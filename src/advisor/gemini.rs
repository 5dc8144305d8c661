use crate::advisor::Advisor;
use crate::model::AdvisoryError;
use reqwest::Client;
use serde::{Deserialize, Serialize};
use std::time::Duration;
use tokio::time::timeout;
use tracing::{debug, info, warn};

const GEMINI_BASE: &str = "https://generativelanguage.googleapis.com/v1beta/models";

#[derive(Debug, Serialize)]
struct GenerateRequest<'a> {
    contents: Vec<Content<'a>>,
}

#[derive(Debug, Serialize)]
struct Content<'a> {
    parts: Vec<Part<'a>>,
}

#[derive(Debug, Serialize)]
struct Part<'a> {
    text: &'a str,
}

#[derive(Debug, Default, Deserialize)]
pub(crate) struct GenerateResponse {
    #[serde(default)]
    candidates: Vec<Candidate>,
}

#[derive(Debug, Deserialize)]
struct Candidate {
    content: Option<CandidateContent>,
}

#[derive(Debug, Deserialize)]
struct CandidateContent {
    #[serde(default)]
    parts: Vec<CandidatePart>,
}

#[derive(Debug, Deserialize)]
struct CandidatePart {
    text: Option<String>,
}

impl GenerateResponse {
    /// `candidates[0].content.parts[0].text`, if present.
    pub(crate) fn into_text(self) -> Option<String> {
        self.candidates
            .into_iter()
            .next()?
            .content?
            .parts
            .into_iter()
            .next()?
            .text
    }
}

pub struct GeminiAdvisor {
    client: Client,
    base_url: String,
    api_key: String,
    model: String,
    request_timeout: Duration,
}

impl GeminiAdvisor {
    pub fn new(client: Client, api_key: String, model: String, request_timeout: Duration) -> Self {
        Self {
            client,
            base_url: GEMINI_BASE.to_string(),
            api_key,
            model,
            request_timeout,
        }
    }

    pub fn with_base_url(mut self, base_url: &str) -> Self {
        self.base_url = base_url.trim_end_matches('/').to_string();
        self
    }
}

#[async_trait::async_trait]
impl Advisor for GeminiAdvisor {
    fn name(&self) -> &'static str {
        "gemini"
    }

    async fn advise(&self, prompt: &str) -> Result<Option<String>, AdvisoryError> {
        let url = format!("{}/{}:generateContent", self.base_url, self.model);
        let body = GenerateRequest {
            contents: vec![Content {
                parts: vec![Part { text: prompt }],
            }],
        };

        info!("🧠 Requesting advisory from Gemini ({})", self.model);
        let response = match timeout(
            self.request_timeout,
            self.client
                .post(&url)
                .header("x-goog-api-key", self.api_key.as_str())
                .json(&body)
                .send(),
        )
        .await
        {
            Ok(Ok(resp)) => resp,
            Ok(Err(e)) => {
                let e = e.without_url();
                warn!("❌ Gemini send() failed: {:?}", e);
                return Err(AdvisoryError::Http(e));
            }
            Err(_) => {
                warn!("⏳ Gemini send() timed out");
                return Err(AdvisoryError::Timeout);
            }
        };

        let status = response.status();
        if !status.is_success() {
            let body = response.text().await.unwrap_or_else(|_| "unknown".into());
            warn!("❌ Gemini responded [{}]: {}", status, body);
            return Err(AdvisoryError::Api(status, body));
        }

        let result: GenerateResponse = response.json().await.map_err(|e| e.without_url())?;
        debug!("📥 Gemini response: {:?}", result);
        Ok(result.into_text())
    }
}
use crate::model::{FetchError, PriceRecord};
use chrono::NaiveDate;

/// Supplies the hourly prices of one calendar day for a market region.
#[async_trait::async_trait]
pub trait PriceSource: Send + Sync {
    async fn fetch_day(&self, date: NaiveDate, region: &str) -> Result<PriceRecord, FetchError>;
}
━━━━━━━━
> _ASSIGNMENT_: Your task is to output the material above exactly.

> _ANSWER TO THIS PROBLEM_:
filename src/advisor/gemini.rs
repository 5dc8144305d8c661
use crate::advisor::Advisor;
use crate::model::AdvisoryError;
use reqwest::Client;
use serde::{Deserialize, Serialize};
use std::time::Duration;
use tokio::time::timeout;
use tracing::{debug, info, warn};

const GEMINI_BASE: &str = "https://generativelanguage.googleapis.com/v1beta/models";

#[derive(Debug, Serialize)]
struct GenerateRequest<'a> {
    contents: Vec<Content<'a>>,
}

#[derive(Debug, Serialize)]
struct Content<'a> {
    parts: Vec<Part<'a>>,
}

#[derive(Debug, Serialize)]
struct Part<'a> {
    text: &'a str,
}

#[derive(Debug, Default, Deserialize)]
pub(crate) struct GenerateResponse {
    #[serde(default)]
    candidates: Vec<Candidate>,
}

#[derive(Debug, Deserialize)]
struct Candidate {
    content: Option<CandidateContent>,
}

#[derive(Debug, Deserialize)]
struct CandidateContent {
    #[serde(default)]
    parts: Vec<CandidatePart>,
}

#[derive(Debug, Deserialize)]
struct CandidatePart {
    text: Option<String>,
}

impl GenerateResponse {
    /// `candidates[0].content.parts[0].text`, if present.
    pub(crate) fn into_text(self) -> Option<String> {
        self.candidates
            .into_iter()
            .next()?
            .content?
            .parts
            .into_iter()
            .next()?
            .text
    }
}

pub struct GeminiAdvisor {
    client: Client,
    base_url: String,
    api_key: String,
    model: String,
    request_timeout: Duration,
}

impl GeminiAdvisor {
    pub fn new(client: Client, api_key: String, model: String, request_timeout: Duration) -> Self {
        Self {
            client,
            base_url: GEMINI_BASE.to_string(),
            api_key,
            model,
            request_timeout,
        }
    }

    pub fn with_base_url(mut self, base_url: &str) -> Self {
        self.base_url = base_url.trim_end_matches('/').to_string();
        self
    }
}

#[async_trait::async_trait]
impl Advisor for GeminiAdvisor {
    fn name(&self) -> &'static str {
        "gemini"
    }

    async fn advise(&self, prompt: &str) -> Result<Option<String>, AdvisoryError> {
        let url = format!("{}/{}:generateContent", self.base_url, self.model);
        let body = GenerateRequest {
            contents: vec![Content {
                parts: vec![Part { text: prompt }],
            }],
        };

        info!("🧠 Requesting advisory from Gemini ({})", self.model);
        let response = match timeout(
            self.request_timeout,
            self.client
                .post(&url)
                .header("x-goog-api-key", self.api_key.as_str())
                .json(&body)
                .send(),
        )
        .await
        {
            Ok(Ok(resp)) => resp,
            Ok(Err(e)) => {
                let e = e.without_url();
                warn!("❌ Gemini send() failed: {:?}", e);
                return Err(AdvisoryError::Http(e));
            }
            Err(_) => {
                warn!("⏳ Gemini send() timed out");
                return Err(AdvisoryError::Timeout);
            }
        };

        let status = response.status();
        if !status.is_success() {
            let body = response.text().await.unwrap_or_else(|_| "unknown".into());
            warn!("❌ Gemini responded [{}]: {}", status, body);
            return Err(AdvisoryError::Api(status, body));
        }

        let result: GenerateResponse = response.json().await.map_err(|e| e.without_url())?;
        debug!("📥 Gemini response: {:?}", result);
        Ok(result.into_text())
    }
}
use crate::model::{FetchError, PriceRecord};
use chrono::NaiveDate;

/// Supplies the hourly prices of one calendar day for a market region.
#[async_trait::async_trait]
pub trait PriceSource: Send + Sync {
    async fn fetch_day(&self, date: NaiveDate, region: &str) -> Result<PriceRecord, FetchError>;
}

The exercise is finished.